The Inverse Symplectic Eigenvalue Problem of a Graph

TL;DR

This paper investigates the inverse symplectic eigenvalue problem for positive definite matrices associated with graphs, introducing new theoretical tools and solving it for specific graph families and all graphs of order four.

Contribution

It develops novel tools like the SSSP, Supergraph Theorem, and Matrix Liberation Lemma, and solves the inverse symplectic eigenvalue problem for various graph classes.

Findings

Solved the inverse symplectic eigenvalue problem for several graph families.

Established a sharp lower bound on the number of nonzero entries in symplectic positive definite matrices.
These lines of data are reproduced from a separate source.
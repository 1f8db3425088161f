//! Nether-DrawState: draw-state snapshots and incremental pipeline cache keys
//!
//! A graphics interception layer mirrors every piece of mutable draw state it
//! sees into a [`DrawStateSnapshot`], one per recording context. Before each
//! draw it asks the snapshot whether anything changed, for a cache key, and
//! whether a cached pipeline (or pipeline-library part) can be reused.
//!
//! # Architecture
//!
//! - [`catalog`] - Field table, state groups, pipeline subsets, device limits
//! - [`DrawStateSnapshot`] - Field storage, setters/getters, hashing, equality
//! - [`DirtyTracker`] - Per-group and global dirty bits
//! - [`arena`] - Two-pass layout and single block for limit-sized arrays
//! - [`DrawStateKey`] - Owned cache key with borrowed lookups
//! - [`DrawStateConfig`] - TOML device description (extensions + limits)
//!
//! # Usage
//!
//! ```ignore
//! use std::sync::Arc;
//! use nether_drawstate::{DrawStateConfig, DrawStateKey, DrawStateSnapshot, PipelineSubset};
//!
//! let config = DrawStateConfig::load(path)?;
//! let mut state = DrawStateSnapshot::new(Arc::new(config.catalog()), config.limits())?;
//! state.apply_default_state();
//!
//! if state.is_dirty() {
//!     let pipeline = cache.get(&state.lookup_key());
//!     state.clear_dirty();
//! }
//! let reusable = state.compare_state_subset(&cached, PipelineSubset::FragmentShader);
//! ```

pub mod arena;
pub mod catalog;
pub mod config;
pub mod dirty;
pub mod error;
pub mod key;
pub mod snapshot;
pub mod types;

pub use catalog::{
    Arity, DeviceLimits, FieldId, FieldInfo, LimitKind, PipelineSubset, StateCatalog, StateGroup,
    StateGroups,
};
pub use config::DrawStateConfig;
pub use dirty::DirtyTracker;
pub use error::{ConfigError, DrawStateError};
pub use key::{DrawStateKey, LookupKey};
pub use snapshot::DrawStateSnapshot;
pub use types::{ShaderIdentity, ShaderStage};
Introduced new tools such as the SSSP and graph coupling methods.

Abstract

Symplectic geometry plays an increasingly important role in mathematics, physics and applications, and naturally gives rise to interesting matrix families and properties. One of these is the notion of symplectic eigenvalues, whose existence for positive definite matrices is known as Williamson's theorem or decomposition. This notion of symplectic eigenvalues gives rise to inverse problems. We introduce the inverse symplectic eigenvalue problem for positive definite matrices described by a labeled graph and solve it for several families of labeled graphs and all labeled graphs of order four. To solve these problems we develop various tools such as the Strong Symplectic Spectral Property (SSSP) and its consequences such as the Supergraph Theorem, the Bifurcation Theorem, and the Matrix Liberation Lemma for symplectic eigenvalues, graph couplings to describe collections of labelings of a graph that produce the same symplectic eigenvalues, and coupled graph zero forcing. We establish numerous results for symplectic positive definite matrices, including a sharp lower bound on the number of nonzero entries of such a matrix (or equivalently, the number of edges in its graph). This lower bound is a consequence of a lower bound on the sum of number of nonzero entries in an irreducible positive definite matrix and its inverse.